Plath and Hughes: A Poetic Paradox

Between the Sheets: The Literary Liaisons of Nine 20th-Century Women Writers, a recent book by Lesley McDowell, includes as its final chapter the marriage between the poets Sylvia Plath and Ted Hughes, which led me to revisit all things Plath, who has fascinated me since my teens. Her Ariel poems simply stunned me (still do) with their raw emotion, and for a teenager engulfed in adolescent angst, Plath’s life represented the epitome of the anguished (female) artist ahead of her time, feminism in Plath’s era only then beginning its stirrings in the mainstream consciousness.

Her husband, Ted Hughes, I didn’t know so much about. Superficially, Hughes was always vilified as the monster who tripped the final switch on Plath’s sanity with an affair begun a few months before her suicide. But after also reading Her Husband: Ted Hughes & Sylvia Plath, A Marriage, by Diane Middlebrook, the contours of this complex pairing are clearly not as simple as all that. From their first meeting in 1956 when Hughes kissed her, in Plath’s words, “bang smash on the mouth”, (they married four months later), to the time of Plath’s suicide in February 1963, this marriage of poet-partners was anything but categorizable.

The discovery for me lies in the brilliant Birthday Letters, the Hughes collection from 1998 that details his side of the story, poem-wise, in most powerful fashion. In “St. Botolph’s”, Hughes replies to Plath’s “bang smash” of their initial meeting (she followed by biting him sharply on the cheek) with:

And the swelling ring-moat of tooth marks
That was to brand my face for the next month.
The me beneath it for good.

 

In “Fidelity”, the initial attraction:

I was focused,
So locked onto you, so brilliantly
Everything that was not you was blind-spot.

And nails her intrinsic and futile search for father (see Plath’s “Daddy”) in “The Shot”:

Your worship needed a god.
Where it lacked one, it found one.

(The staccato lines recall Plath in “Lady Lazarus”: “Dying Is an art, like everything else
I do it exceptionally well.”)

Hughes was always vilified as the monster who tripped the final switch on Plath’s sanity, with an affair begun a short while before her suicide.

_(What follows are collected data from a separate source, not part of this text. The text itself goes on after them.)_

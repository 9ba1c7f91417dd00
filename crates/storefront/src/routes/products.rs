//! Product route handlers.

use askama::Template;
use askama_web::WebTemplate;
use axum::{
    extract::{Path, Query, State},
    response::{IntoResponse, Response},
};
use solestyle_core::Product;
use solestyle_core::logic::{OptionSelection, ProductLogic};
use tracing::instrument;

use super::not_found::not_found_page;
use crate::catalog::CatalogError;
use crate::components::{PageShell, ProductTile};
use crate::error::{AppError, Result};
use crate::filters;
use crate::middleware::CartContext;
use crate::state::AppState;

/// Product page template.
#[derive(Template, WebTemplate)]
#[template(path = "pages/product.html")]
pub struct ProductTemplate {
    pub shell: PageShell,
    pub tile: ProductTile,
    pub description: Option<String>,
}

/// Resolve a tile for `product` under the selection carried by `query`.
fn tile_for(product: &Product, query: &[(String, String)]) -> ProductTile {
    let selection = OptionSelection::from_query(
        product,
        query.iter().map(|(k, v)| (k.as_str(), v.as_str())),
    );
    ProductTile::new(&ProductLogic::resolve(product, selection))
}

/// Display a product page.
#[instrument(skip(state, cart, query))]
pub async fn show(
    State(state): State<AppState>,
    cart: CartContext,
    Path(slug): Path<String>,
    Query(query): Query<Vec<(String, String)>>,
) -> Result<Response> {
    let product = match state.catalog().product_by_slug(&slug).await {
        Ok(product) => product,
        Err(CatalogError::NotFound(_)) => return Ok(not_found_page(&cart)),
        Err(e) => return Err(e.into()),
    };

    Ok(ProductTemplate {
        shell: PageShell::new(&cart).with_title(product.title.clone()),
        tile: tile_for(&product, &query),
        description: product.plain_description(),
    }
    .into_response())
}

/// Product tile fragment re-rendered after an option click (HTMX).
#[instrument(skip(state, query))]
pub async fn tile(
    State(state): State<AppState>,
    Path(slug): Path<String>,
    Query(query): Query<Vec<(String, String)>>,
) -> Result<ProductTile> {
    let product = state.catalog().product_by_slug(&slug).await.map_err(|e| match e {
        CatalogError::NotFound(_) => AppError::NotFound(format!("Product {slug}")),
        other => other.into(),
    })?;

    Ok(tile_for(&product, &query))
}
//! Collection route handlers.

use askama::Template;
use askama_web::WebTemplate;
use axum::{extract::State, response::IntoResponse};
use solestyle_core::logic::IndexLogic;
use tracing::instrument;

use crate::components::{CollectionTile, PageShell};
use crate::filters;
use crate::middleware::CartContext;
use crate::state::AppState;

/// Collection listing page template.
#[derive(Template, WebTemplate)]
#[template(path = "pages/collections.html")]
pub struct CollectionsTemplate {
    pub shell: PageShell,
    pub loading: bool,
    pub tiles: Vec<CollectionTile>,
}

/// Display all collections; each tile links to the filtered landing page.
#[instrument(skip(state, cart))]
pub async fn index(State(state): State<AppState>, cart: CartContext) -> impl IntoResponse {
    let collections = state.catalog().collections().await;
    let shell = PageShell::new(&cart)
        .with_title("Collections")
        .with_active("/collections");

    let landing = IndexLogic::default();
    let tiles = collections.as_ready().map_or_else(Vec::new, |list| {
        list.iter()
            .map(|c| CollectionTile::new(c, |id| landing.view_collection_href(id)))
            .collect()
    });

    CollectionsTemplate {
        shell,
        loading: collections.is_loading(),
        tiles,
    }
}
//! Landing page route handlers.

use std::sync::Arc;

use axum::{
    extract::{Query, State},
    response::IntoResponse,
};
use serde::Deserialize;
use solestyle_core::{CollectionId, Loadable, logic::IndexLogic};
use tracing::instrument;

use crate::components::{LandingPage, PageShell, ProductsSection};
use crate::middleware::CartContext;
use crate::state::AppState;

/// Landing page query parameters.
#[derive(Debug, Default, Deserialize)]
pub struct LandingQuery {
    /// Search term.
    #[serde(default)]
    pub q: String,
    /// Selected collection id.
    #[serde(default)]
    pub collection: Option<String>,
}

/// Build landing page state from the catalog and the visitor's query.
async fn landing_logic(state: &AppState, query: &LandingQuery) -> IndexLogic {
    let catalog = state.catalog();
    let (products, collections, blogs) = tokio::join!(
        catalog.products(),
        catalog.collections(),
        catalog.blog_posts()
    );

    let selected = query
        .collection
        .as_deref()
        .map(str::trim)
        .filter(|id| !id.is_empty())
        .map(CollectionId::new);

    IndexLogic::build(
        as_slice(&products),
        as_slice(&collections),
        as_slice(&blogs),
        &query.q,
        selected.as_ref(),
    )
}

fn as_slice<T>(section: &Loadable<Arc<Vec<T>>>) -> Loadable<&[T]> {
    match section {
        Loadable::Loading => Loadable::Loading,
        Loadable::Ready(items) => Loadable::Ready(items.as_slice()),
    }
}

/// Display the landing page.
#[instrument(skip(state, cart))]
pub async fn index(
    State(state): State<AppState>,
    cart: CartContext,
    Query(query): Query<LandingQuery>,
) -> impl IntoResponse {
    let logic = landing_logic(&state, &query).await;
    LandingPage::new(&logic, PageShell::new(&cart).with_active("/"))
}

/// Products section fragment for search-as-you-type and the loading poll.
#[instrument(skip(state))]
pub async fn products_fragment(
    State(state): State<AppState>,
    Query(query): Query<LandingQuery>,
) -> impl IntoResponse {
    let logic = landing_logic(&state, &query).await;
    ProductsSection::new(&logic)
}
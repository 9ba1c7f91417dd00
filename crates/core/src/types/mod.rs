//! Core types for SoleStyle.
//!
//! Records are received from the catalog and consumed read-only by the views.

pub mod blog;
pub mod cart;
pub mod collection;
pub mod id;
pub mod price;
pub mod product;

pub use blog::BlogPostSummary;
pub use cart::{Cart, CartLine};
pub use collection::Collection;
pub use id::*;
pub use price::{CurrencyCode, Price, PriceError};
pub use product::{Product, ProductOption, ProductVariant, strip_html_tags};
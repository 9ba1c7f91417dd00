//! Cache types for remote catalog responses.

use std::sync::Arc;

use solestyle_core::{BlogPostSummary, Collection, Product};

/// Cache key, one per catalog table.
#[derive(Debug, Clone, Copy, Hash, PartialEq, Eq)]
pub enum CacheKey {
    Products,
    Collections,
    BlogPosts,
}

/// Cached value types.
#[derive(Debug, Clone)]
pub enum CacheValue {
    Products(Arc<Vec<Product>>),
    Collections(Arc<Vec<Collection>>),
    BlogPosts(Arc<Vec<BlogPostSummary>>),
}
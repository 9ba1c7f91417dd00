//! Unified error handling with Sentry integration.
//!
//! Provides a unified `AppError` type that captures errors to Sentry before
//! responding to the client. Route handlers return `Result<T, AppError>`.

use axum::{
    http::StatusCode,
    response::{IntoResponse, Response},
};
use thiserror::Error;

use crate::catalog::CatalogError;

/// Application-level error type for the storefront.
#[derive(Debug, Error)]
pub enum AppError {
    /// Catalog read failed.
    #[error("Catalog error: {0}")]
    Catalog(#[from] CatalogError),

    /// Session store read or write failed.
    #[error("Session error: {0}")]
    Session(#[from] tower_sessions::session::Error),

    /// Template rendering failed.
    #[error("Render error: {0}")]
    Render(#[from] askama::Error),

    /// Resource not found.
    #[error("Not found: {0}")]
    NotFound(String),

    /// Bad request from client.
    #[error("Bad request: {0}")]
    BadRequest(String),

    /// Internal server error.
    #[error("Internal error: {0}")]
    Internal(String),
}

impl AppError {
    const fn is_server_error(&self) -> bool {
        match self {
            Self::Catalog(err) => !matches!(err, CatalogError::NotFound(_)),
            Self::Session(_) | Self::Render(_) | Self::Internal(_) => true,
            Self::NotFound(_) | Self::BadRequest(_) => false,
        }
    }
}

impl IntoResponse for AppError {
    fn into_response(self) -> Response {
        if self.is_server_error() {
            let event_id = sentry::capture_error(&self);
            tracing::error!(
                error = %self,
                sentry_event_id = %event_id,
                "Request error"
            );
        }

        let status = match &self {
            Self::Catalog(CatalogError::NotFound(_)) | Self::NotFound(_) => StatusCode::NOT_FOUND,
            Self::Catalog(CatalogError::RateLimited(_)) => StatusCode::SERVICE_UNAVAILABLE,
            Self::Catalog(_) => StatusCode::BAD_GATEWAY,
            Self::Session(_) | Self::Render(_) | Self::Internal(_) => {
                StatusCode::INTERNAL_SERVER_ERROR
            }
            Self::BadRequest(_) => StatusCode::BAD_REQUEST,
        };

        // Don't expose internal error details to clients
        let message = match &self {
            Self::Catalog(CatalogError::NotFound(what)) => what.clone(),
            Self::Catalog(_) => "Catalog temporarily unavailable".to_string(),
            Self::Session(_) | Self::Render(_) | Self::Internal(_) => {
                "Internal server error".to_string()
            }
            Self::NotFound(_) | Self::BadRequest(_) => self.to_string(),
        };

        (status, message).into_response()
    }
}

/// Result type alias for `AppError`.
pub type Result<T> = std::result::Result<T, AppError>;

/// Add a breadcrumb for shopper actions.
///
/// Breadcrumbs appear in Sentry error reports to show the trail of actions
/// leading up to an error.
///
/// # Example
///
/// ```rust,ignore
/// add_breadcrumb("cart", "Added to cart", Some(&[("product_id", "p-1")]));
/// ```
pub fn add_breadcrumb(category: &str, message: &str, data: Option<&[(&str, &str)]>) {
    let mut breadcrumb = sentry::Breadcrumb {
        category: Some(category.to_string()),
        message: Some(message.to_string()),
        level: sentry::Level::Info,
        ..Default::default()
    };

    if let Some(pairs) = data {
        for (key, value) in pairs {
            breadcrumb.data.insert(
                (*key).to_string(),
                serde_json::Value::String((*value).to_string()),
            );
        }
    }

    sentry::add_breadcrumb(breadcrumb);
}
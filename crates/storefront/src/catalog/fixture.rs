//! JSON fixture catalog.
//!
//! The fixture file holds the three catalog tables as top-level arrays:
//!
//! ```json
//! {
//!   "products": [...],
//!   "collections": [...],
//!   "blog_posts": [...]
//! }
//! ```

use std::path::Path;
use std::sync::Arc;

use serde::Deserialize;
use solestyle_core::{BlogPostSummary, Collection, Product};

use super::CatalogError;

/// Raw catalog contents.
#[derive(Debug, Clone, Default, Deserialize)]
pub struct CatalogData {
    #[serde(default)]
    pub products: Vec<Product>,
    #[serde(default)]
    pub collections: Vec<Collection>,
    #[serde(default)]
    pub blog_posts: Vec<BlogPostSummary>,
}

/// Catalog served from memory.
#[derive(Debug, Clone)]
pub struct FixtureCatalog {
    products: Arc<Vec<Product>>,
    collections: Arc<Vec<Collection>>,
    blog_posts: Arc<Vec<BlogPostSummary>>,
}

impl FixtureCatalog {
    /// Wrap already-parsed catalog data.
    #[must_use]
    pub fn new(data: CatalogData) -> Self {
        Self {
            products: Arc::new(data.products),
            collections: Arc::new(data.collections),
            blog_posts: Arc::new(data.blog_posts),
        }
    }

    /// Read and parse a fixture file.
    ///
    /// # Errors
    ///
    /// Returns an error if the file cannot be read or is not valid catalog JSON.
    pub fn load(path: &Path) -> Result<Self, CatalogError> {
        let json = std::fs::read_to_string(path).map_err(|source| CatalogError::Io {
            path: path.display().to_string(),
            source,
        })?;
        Self::from_json(&json)
    }

    /// Parse fixture JSON.
    ///
    /// # Errors
    ///
    /// Returns an error if the JSON does not describe a catalog.
    pub fn from_json(json: &str) -> Result<Self, CatalogError> {
        let data: CatalogData = serde_json::from_str(json)?;
        Ok(Self::new(data))
    }

    #[must_use]
    pub fn products(&self) -> Arc<Vec<Product>> {
        Arc::clone(&self.products)
    }

    #[must_use]
    pub fn collections(&self) -> Arc<Vec<Collection>> {
        Arc::clone(&self.collections)
    }

    #[must_use]
    pub fn blog_posts(&self) -> Arc<Vec<BlogPostSummary>> {
        Arc::clone(&self.blog_posts)
    }
}
//! The active profile: display name and per-key labels.
//!
//! Profiles live only in RAM and are pushed by the host after every
//! connect. Each setter replaces its whole field.

use crate::config::{KEY_COUNT, KEY_LABELS_LEN, KEY_LABEL_LEN, PROFILE_NAME_LEN};

/// Name and key labels of the profile currently selected on the host.
#[derive(Clone, Debug, PartialEq, Eq)]
#[cfg_attr(feature = "defmt", derive(defmt::Format))]
pub struct Profile {
    /// Zero-filled after the last name byte.
    name: [u8; PROFILE_NAME_LEN],
    /// 12 labels of 4 bytes each, printable ASCII only.
    key_labels: [u8; KEY_LABELS_LEN],
}

impl Profile {
    /// Empty name and all-blank labels.
    pub const fn new() -> Self {
        Self {
            name: [0; PROFILE_NAME_LEN],
            key_labels: [b' '; KEY_LABELS_LEN],
        }
    }

    /// Replace the name.
    ///
    /// Copies up to the first NUL or [`PROFILE_NAME_LEN`] bytes, whichever
    /// comes first, and zero-fills the rest of the slot.
    pub fn set_name(&mut self, name: &[u8]) {
        self.name = [0; PROFILE_NAME_LEN];
        let len = name
            .iter()
            .take(PROFILE_NAME_LEN)
            .position(|&b| b == 0)
            .unwrap_or(name.len().min(PROFILE_NAME_LEN));
        self.name[..len].copy_from_slice(&name[..len]);
    }

    /// Replace all key labels.
    ///
    /// Bytes outside printable ASCII (32..=126) become spaces, since the
    /// labels are drawn as-is.
    pub fn set_key_labels(&mut self, labels: &[u8; KEY_LABELS_LEN]) {
        self.key_labels = *labels;
        for b in self.key_labels.iter_mut() {
            if !(32..=126).contains(b) {
                *b = b' ';
            }
        }
    }

    /// The name up to its zero padding.
    ///
    /// Host-supplied bytes that are not valid UTF-8 end the name early.
    pub fn name(&self) -> &str {
        let bytes = self.name_bytes();
        match core::str::from_utf8(bytes) {
            Ok(s) => s,
            Err(e) => core::str::from_utf8(&bytes[..e.valid_up_to()]).unwrap_or(""),
        }
    }

    /// Raw name bytes without the zero padding.
    pub fn name_bytes(&self) -> &[u8] {
        let len = self
            .name
            .iter()
            .position(|&b| b == 0)
            .unwrap_or(PROFILE_NAME_LEN);
        &self.name[..len]
    }

    /// The whole 48-byte label block.
    pub fn key_labels(&self) -> &[u8; KEY_LABELS_LEN] {
        &self.key_labels
    }

    /// Label of key slot `index` (row-major), or `None` past the last key.
    pub fn key_label(&self, index: usize) -> Option<&str> {
        if index >= KEY_COUNT {
            return None;
        }
        let start = index * KEY_LABEL_LEN;
        // Sanitised to printable ASCII, always valid UTF-8.
        core::str::from_utf8(&self.key_labels[start..start + KEY_LABEL_LEN]).ok()
    }
}

impl Default for Profile {
    fn default() -> Self {
        Self::new()
    }
}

One must assume that Birthday Letters was cathartic for Hughes, after so many years of ostracization by Plath aficionados (much of it justified; Hughes did destroy Plath’s journals of the last days of her life, depriving posterity of what was going on in that troubled mind in the period before her demise; likewise, the callousness of his affair with Assia Wevill — who ironically also later committed suicide, taking her and Hughes’ child with her — cannot be understated).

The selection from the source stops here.